Coming face-to-face with a whale rates highly on most divers’ bucket lists. Our fascination is nothing new, however, for mankind has been under the spell of these ocean leviathans for thousands of years. Once upon a time, whales were perceived as monsters from the deep, as evidenced by their portrayal in literature from the Biblical story of Jonah to Herman Melville’s Moby Dick. As we learned more about these magnificent creatures, however, our understanding of them began to change, and we now know that they’re supremely intelligent (and largely peaceful) beings that require protection rather than persecution. There’s still much to discover about the lives of all whale species, but here we’ll take a brief look at ten fascinating facts about whales that science has uncovered so far.
Although the humpback whales found off the coast of Australia and the ones found off the coast of North America may look identical, they are, in fact, from two entirely separate populations whose migration patterns ensure that they will never meet or breed with one another. This is true for all migrating baleen whales with northern and southern hemisphere populations, whose asynchronous breeding seasons keep them separate from one another at all times.
For years, scientists have been analyzing the earwax of dead whales to determine their age, counting the layers in the wax in much the same way that one would count the rings in a tree trunk. In 2013, a team of researchers at Baylor University discovered that fluctuations in hormones and chemical exposures can also be read in a whale’s earwax, enabling them to determine exactly when a whale hit puberty, when it gave birth, and what pollutants it was exposed to at different points in its life.
In 2007, a harpoon blade dating back to 1879 was found embedded in the flesh of a dead bowhead whale, suggesting that the whale had been alive for more than a century. It’s estimated that these enormous Arctic whales could live even longer, with tests on the aspartic acid in one bowhead’s eyeball giving it an approximate age of 211. Scientists believe that the key to this species’ longevity may be their slow metabolism, a response to the frigid climate in which they live.
Largest animal, ever
The blue whale is the largest animal ever to have lived, outstripping all known dinosaurs in terms of length or weight. To date, the largest blue whale accurately weighed by the National Marine Mammal Laboratory tipped the scales at just over 198 tons. Blue whales can reach lengths of over 100 feet (30 m), and their hearts can be as large as a small car. Despite this, the throat of this plankton-feeding species is tiny in proportion to the rest of its body, and is no bigger than a salad plate.
Beluga whales are known for the particularly strong bond that develops between a mother whale and her calf. Tragically, if a beluga mother loses her newborn, she will adopt an arbitrary inanimate object in its place, carrying it around and caring for it as if it were her baby. Wild belugas have been seen carrying planks of wood, buoys and even a caribou skeleton during calving season.

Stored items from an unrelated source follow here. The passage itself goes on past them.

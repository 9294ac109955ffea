// ABOUTME: SearchReposTool - searches GitHub repositories by query.
// ABOUTME: Results are sorted by stars and trimmed to max_results.

use std::sync::Arc;

use async_trait::async_trait;
use serde::Deserialize;
use serde_json::json;

use super::client::GithubClient;
use super::models::SearchResponse;
use crate::error::ToolError;
use crate::tool::{Tool, ToolResult, parse_params, require_non_empty, require_range};

/// Larger requests are clamped to one page of this size.
const MAX_PER_PAGE: u32 = 30;

/// Tool for searching GitHub repositories.
pub struct SearchReposTool {
    github: Arc<GithubClient>,
}

impl SearchReposTool {
    pub fn new(github: Arc<GithubClient>) -> Self {
        Self { github }
    }
}

#[async_trait]
impl Tool for SearchReposTool {
    fn name(&self) -> &str {
        "github_search_repositories"
    }

    fn description(&self) -> &str {
        "Search for GitHub repositories. Returns matching repositories sorted by stars."
    }

    fn schema(&self) -> serde_json::Value {
        json!({
            "type": "object",
            "properties": {
                "query": {
                    "type": "string",
                    "description": "Search query (e.g., \"machine learning python\")"
                },
                "max_results": {
                    "type": "integer",
                    "description": "Maximum number of results to return (default: 5, capped at 30)",
                    "default": 5,
                    "minimum": 1
                }
            },
            "required": ["query"]
        })
    }

    async fn invoke(&self, params: serde_json::Value) -> Result<ToolResult, ToolError> {
        #[derive(Deserialize)]
        struct Params {
            query: String,
            #[serde(default = "default_max_results")]
            max_results: u32,
        }

        fn default_max_results() -> u32 {
            5
        }

        let params: Params = parse_params(params)?;
        let query = require_non_empty("query", &params.query)?;
        let max_results = require_range(
            "max_results",
            params.max_results.min(MAX_PER_PAGE),
            MAX_PER_PAGE,
        )?;

        let data: SearchResponse = self
            .github
            .get_json(
                "/search/repositories",
                &[
                    ("q", query.clone()),
                    ("per_page", max_results.to_string()),
                    ("sort", "stars".to_string()),
                ],
                || "Search endpoint not found".to_string(),
            )
            .await?;

        let results: Vec<_> = data
            .items
            .into_iter()
            .take(max_results as usize)
            .map(|item| {
                json!({
                    "name": item.name,
                    "full_name": item.full_name,
                    "description": item.description.as_deref().unwrap_or("No description"),
                    "stars": item.stargazers_count,
                    "language": item.language.as_deref().unwrap_or("Unknown"),
                    "html_url": item.html_url,
                })
            })
            .collect();
        let returned = results.len();

        Ok(ToolResult::success(results)
            .with_detail("query", query)
            .with_detail("total_count", data.total_count)
            .with_detail("returned", returned))
    }
}
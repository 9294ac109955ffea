// ABOUTME: GitHub tool family - repository info, search, issues, languages.
// ABOUTME: All four tools share one GithubClient and its optional token.

mod client;
mod issues;
mod languages;
mod models;
mod repo_info;
mod search;

pub use client::GithubClient;
pub use issues::ListIssuesTool;
pub use languages::{LanguageShare, RepoLanguagesTool, language_shares};
pub use repo_info::RepoInfoTool;
pub use search::SearchReposTool;
// ABOUTME: Defines the Tool trait - the core abstraction for gateway tools.
// ABOUTME: Tools have a name, description, schema, and async invoke method.

use async_trait::async_trait;
use serde::{Deserialize, Serialize};

use super::ToolResult;
use crate::error::ToolError;

/// A tool that can be called by the orchestration layer.
#[async_trait]
pub trait Tool: Send + Sync {
    /// Returns the unique name of this tool.
    fn name(&self) -> &str;

    /// Returns a human-readable description for the LLM.
    fn description(&self) -> &str;

    /// Returns the JSON Schema for the tool's input parameters.
    fn schema(&self) -> serde_json::Value;

    /// Run the tool body. Errors are folded into the envelope by `execute`.
    async fn invoke(&self, params: serde_json::Value) -> Result<ToolResult, ToolError>;

    /// Execute the tool, always producing an envelope.
    async fn execute(&self, params: serde_json::Value) -> ToolResult {
        match self.invoke(params).await {
            Ok(result) => result,
            Err(err) => {
                tracing::debug!(tool = self.name(), kind = err.kind(), "tool call failed: {err}");
                ToolResult::from(err)
            }
        }
    }
}

/// Tool description as exposed to the orchestration layer.
#[derive(Debug, Clone, PartialEq, Serialize, Deserialize)]
pub struct ToolDefinition {
    pub name: String,
    pub description: String,
    #[serde(rename = "inputSchema")]
    pub input_schema: serde_json::Value,
}
// ABOUTME: ListIssuesTool - lists issues of a GitHub repository.
// ABOUTME: Supports state and label filters; pull requests are skipped.

use std::sync::Arc;

use async_trait::async_trait;
use serde::Deserialize;
use serde_json::json;

use super::client::{GithubClient, repo_not_found, repo_path};
use super::models::Issue;
use crate::error::ToolError;
use crate::tool::{Tool, ToolResult, parse_params, require_non_empty, require_range};

const MAX_PER_PAGE: u32 = 30;
const STATES: [&str; 3] = ["open", "closed", "all"];

/// Tool for listing repository issues.
pub struct ListIssuesTool {
    github: Arc<GithubClient>,
}

impl ListIssuesTool {
    pub fn new(github: Arc<GithubClient>) -> Self {
        Self { github }
    }
}

#[async_trait]
impl Tool for ListIssuesTool {
    fn name(&self) -> &str {
        "github_get_issues"
    }

    fn description(&self) -> &str {
        "List issues for a GitHub repository, optionally filtered by state and labels. Pull requests are excluded."
    }

    fn schema(&self) -> serde_json::Value {
        json!({
            "type": "object",
            "properties": {
                "owner": {
                    "type": "string",
                    "description": "Repository owner"
                },
                "repo": {
                    "type": "string",
                    "description": "Repository name"
                },
                "state": {
                    "type": "string",
                    "enum": STATES,
                    "description": "Issue state - 'open', 'closed', or 'all' (default: 'open')",
                    "default": "open"
                },
                "labels": {
                    "type": "string",
                    "description": "Comma-separated label names; only issues carrying all of them are returned"
                },
                "max_results": {
                    "type": "integer",
                    "description": "Maximum number of results to return (default: 10, capped at 30)",
                    "default": 10,
                    "minimum": 1
                }
            },
            "required": ["owner", "repo"]
        })
    }

    async fn invoke(&self, params: serde_json::Value) -> Result<ToolResult, ToolError> {
        #[derive(Deserialize)]
        struct Params {
            owner: String,
            repo: String,
            #[serde(default = "default_state")]
            state: String,
            #[serde(default)]
            labels: Option<String>,
            #[serde(default = "default_max_results")]
            max_results: u32,
        }

        fn default_state() -> String {
            "open".to_string()
        }
        fn default_max_results() -> u32 {
            10
        }

        let params: Params = parse_params(params)?;
        let owner = require_non_empty("owner", &params.owner)?;
        let repo = require_non_empty("repo", &params.repo)?;
        let state = params.state.trim().to_ascii_lowercase();
        if !STATES.contains(&state.as_str()) {
            return Err(ToolError::InvalidParams(format!(
                "`state` must be one of open, closed, all; got {:?}",
                params.state
            )));
        }
        let max_results = require_range(
            "max_results",
            params.max_results.min(MAX_PER_PAGE),
            MAX_PER_PAGE,
        )?;

        let mut query = vec![
            ("state", state.clone()),
            ("per_page", max_results.to_string()),
        ];
        let labels = params
            .labels
            .map(|l| normalize_labels(&l))
            .filter(|l| !l.is_empty());
        if let Some(labels) = &labels {
            query.push(("labels", labels.clone()));
        }

        let data: Vec<Issue> = self
            .github
            .get_json(
                &repo_path(&owner, &repo, "/issues"),
                &query,
                repo_not_found(&owner, &repo),
            )
            .await?;

        let issues: Vec<_> = data
            .into_iter()
            .take(max_results as usize)
            .filter(|issue| !issue.is_pull_request())
            .map(|issue| {
                json!({
                    "number": issue.number,
                    "title": issue.title,
                    "state": issue.state,
                    "author": issue.user.map(|u| u.login),
                    "labels": issue.labels.into_iter().map(|l| l.name).collect::<Vec<_>>(),
                    "created_at": issue.created_at,
                    "updated_at": issue.updated_at,
                    "comments": issue.comments,
                    "html_url": issue.html_url,
                })
            })
            .collect();
        let count = issues.len();

        let mut result = ToolResult::success(issues)
            .with_detail("owner", owner)
            .with_detail("repo", repo)
            .with_detail("state", state)
            .with_detail("count", count);
        if let Some(labels) = labels {
            result = result.with_detail("labels", labels);
        }
        Ok(result)
    }
}

/// Trim each label and drop empty entries.
fn normalize_labels(raw: &str) -> String {
    raw.split(',')
        .map(str::trim)
        .filter(|l| !l.is_empty())
        .collect::<Vec<_>>()
        .join(",")
}

#[cfg(test)]
mod tests {
    use httpmock::prelude::*;

    use super::*;
    use crate::config::GatewayConfig;

    fn tool_for(server: &MockServer) -> ListIssuesTool {
        let config = GatewayConfig::new().with_base_url(server.base_url());
        ListIssuesTool::new(Arc::new(GithubClient::new(&config).unwrap()))
    }

    fn issue(number: u64, title: &str, label: &str) -> serde_json::Value {
        json!({
            "number": number,
            "title": title,
            "state": "open",
            "user": {"login": format!("user{number}")},
            "labels": [{"name": label}],
            "created_at": "2023-01-01T00:00:00Z",
            "updated_at": "2023-01-02T00:00:00Z",
            "comments": 5,
            "html_url": format!("https://github.com/owner/repo/issues/{number}")
        })
    }

    #[tokio::test]
    async fn test_list_issues_success() {
        let server = MockServer::start_async().await;
        let mock = server
            .mock_async(|when, then| {
                when.method(GET)
                    .path("/repos/owner/repo/issues")
                    .query_param("state", "open")
                    .query_param("per_page", "10");
                then.status(200).json_body(json!([
                    issue(1, "Bug report", "bug"),
                    issue(2, "Feature request", "enhancement")
                ]));
            })
            .await;

        let result = tool_for(&server)
            .execute(json!({"owner": "owner", "repo": "repo", "state": "open"}))
            .await;

        mock.assert_async().await;
        assert!(result.is_success());
        let issues = result.result().unwrap().as_array().unwrap();
        assert_eq!(issues.len(), 2);
        assert_eq!(issues[0]["title"], "Bug report");
        assert_eq!(issues[0]["author"], "user1");
        assert_eq!(issues[0]["labels"], json!(["bug"]));
        assert_eq!(result.details["count"], 2);
        assert_eq!(result.details["state"], "open");
    }

    #[tokio::test]
    async fn test_list_issues_skips_pull_requests() {
        let server = MockServer::start_async().await;
        let mut pr = issue(3, "Add feature", "enhancement");
        pr["pull_request"] = json!({"url": "https://api.github.com/repos/owner/repo/pulls/3"});
        server
            .mock_async(|when, then| {
                when.method(GET).path("/repos/owner/repo/issues");
                then.status(200)
                    .json_body(json!([issue(1, "Bug report", "bug"), pr.clone()]));
            })
            .await;

        let result = tool_for(&server)
            .execute(json!({"owner": "owner", "repo": "repo"}))
            .await;

        let issues = result.result().unwrap().as_array().unwrap();
        assert_eq!(issues.len(), 1);
        assert_eq!(issues[0]["number"], 1);
        assert_eq!(result.details["count"], 1);
    }

    #[tokio::test]
    async fn test_list_issues_passes_label_filter() {
        let server = MockServer::start_async().await;
        let mock = server
            .mock_async(|when, then| {
                when.method(GET)
                    .path("/repos/owner/repo/issues")
                    .query_param("state", "closed")
                    .query_param("labels", "bug,help wanted");
                then.status(200).json_body(json!([issue(7, "Crash", "bug")]));
            })
            .await;

        let result = tool_for(&server)
            .execute(json!({
                "owner": "owner",
                "repo": "repo",
                "state": "CLOSED",
                "labels": " bug , help wanted,"
            }))
            .await;

        mock.assert_async().await;
        assert!(result.is_success());
        assert_eq!(result.details["labels"], "bug,help wanted");
    }

    #[tokio::test]
    async fn test_list_issues_repo_not_found() {
        let server = MockServer::start_async().await;
        server
            .mock_async(|when, then| {
                when.method(GET).path("/repos/ghost/missing/issues");
                then.status(404);
            })
            .await;

        let result = tool_for(&server)
            .execute(json!({"owner": "ghost", "repo": "missing"}))
            .await;

        assert_eq!(result.error(), Some("Repository ghost/missing not found"));
    }

    #[tokio::test]
    async fn test_list_issues_rejects_unknown_state() {
        let tool = ListIssuesTool::new(Arc::new(GithubClient::new(&GatewayConfig::new()).unwrap()));
        let result = tool
            .execute(json!({"owner": "o", "repo": "r", "state": "merged"}))
            .await;

        assert_eq!(result.details["kind"], "invalid_params");
        assert!(result.error().unwrap().contains("merged"));
    }

    #[test]
    fn test_normalize_labels() {
        assert_eq!(normalize_labels(" a, b ,,c "), "a,b,c");
        assert_eq!(normalize_labels(" , "), "");
    }
}
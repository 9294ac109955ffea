// ABOUTME: GitHub REST API response shapes used by the GitHub tools.
// ABOUTME: Only the fields the tools report are modeled.

use serde::Deserialize;

#[derive(Debug, Deserialize)]
pub struct Owner {
    pub login: String,
}

#[derive(Debug, Deserialize)]
pub struct License {
    pub name: String,
}

#[derive(Debug, Deserialize)]
pub struct Repository {
    pub name: String,
    #[serde(default)]
    pub full_name: Option<String>,
    #[serde(default)]
    pub description: Option<String>,
    #[serde(default)]
    pub owner: Option<Owner>,
    pub stargazers_count: u64,
    #[serde(default)]
    pub forks_count: u64,
    #[serde(default)]
    pub open_issues_count: u64,
    #[serde(default)]
    pub language: Option<String>,
    #[serde(default)]
    pub default_branch: Option<String>,
    #[serde(default)]
    pub created_at: Option<String>,
    #[serde(default)]
    pub updated_at: Option<String>,
    #[serde(default)]
    pub topics: Vec<String>,
    #[serde(default)]
    pub license: Option<License>,
    #[serde(default)]
    pub homepage: Option<String>,
    #[serde(default)]
    pub html_url: Option<String>,
}

impl Repository {
    pub fn description_or_default(&self) -> &str {
        self.description.as_deref().unwrap_or("No description")
    }

    pub fn language_or_default(&self) -> &str {
        self.language.as_deref().unwrap_or("Unknown")
    }
}

/// Entry in `/search/repositories` results.
#[derive(Debug, Deserialize)]
pub struct SearchItem {
    pub name: String,
    pub full_name: String,
    #[serde(default)]
    pub description: Option<String>,
    pub stargazers_count: u64,
    #[serde(default)]
    pub language: Option<String>,
    pub html_url: String,
}

#[derive(Debug, Deserialize)]
pub struct SearchResponse {
    pub total_count: u64,
    #[serde(default)]
    pub items: Vec<SearchItem>,
}

#[derive(Debug, Deserialize)]
pub struct Label {
    pub name: String,
}

/// Entry in `/repos/{owner}/{repo}/issues`. Pull requests carry `pull_request`.
#[derive(Debug, Deserialize)]
pub struct Issue {
    pub number: u64,
    pub title: String,
    pub state: String,
    pub user: Option<Owner>,
    #[serde(default)]
    pub labels: Vec<Label>,
    #[serde(default)]
    pub created_at: Option<String>,
    #[serde(default)]
    pub updated_at: Option<String>,
    #[serde(default)]
    pub comments: u64,
    pub html_url: String,
    #[serde(default)]
    pub pull_request: Option<serde_json::Value>,
}

impl Issue {
    pub fn is_pull_request(&self) -> bool {
        self.pull_request.is_some()
    }
}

The closest living relative to whales and dolphins is the hippopotamus. However, whales evolved over 50 million years ago, approximately 35 million years before the earliest known hippos. It is thought that the first whales were land animals known as Pakicetus, which had long skulls and large, carnivorous teeth. Scientists believe that several stages of evolution separate modern whales from Pakicetus, which likely evolved in order to hunt in the ocean rather than on land.
The record for the longest migration undertaken by a marine mammal is thought to belong to the gray whale, a species that travels from its Arctic feeding grounds to calving lagoons in Mexico and back every year, a round trip of between 10,000 and 12,000 miles. Even more incredibly, the return journey must be completed not only by the mother whale, but also by her newborn calf.
In addition to the haunting song for which the humpback whale is so famous, some baleen whales are capable of emitting low-frequency noises that can travel for thousands of miles. Dr. Christopher Clark from the University of Cornell recorded and analyzed the songs of thousands of different baleen whale species using naval hydrophones, and concluded that a whale off the coast of Puerto Rico could easily communicate with one 1,600 miles away in Newfoundland.
Whales play a role in the mythology of many different cultures, particularly those that traditionally depended upon whale meat and other products for survival. In some Vietnamese coastal communities, whales are considered sacred, and funerals are often held for those whales that beach themselves upon the shore. Whales also play a role in Inuit creation myths, and appear in the mythology of other nations including Iceland, Ghana, Canada and the Cook Islands.
Still at risk
In 1986, the International Whaling Commission placed a moratorium on whaling, and yet, loopholes in the law have allowed Japan to continue hunting for “research purposes,” while Norway still whales under an objection to the ban. Iceland also kills a certain quota of whales each year, while some countries allow Aboriginal subsistence whaling. In the years since the ban came into effect, more than 30,000 whales have been killed as a result of these loopholes.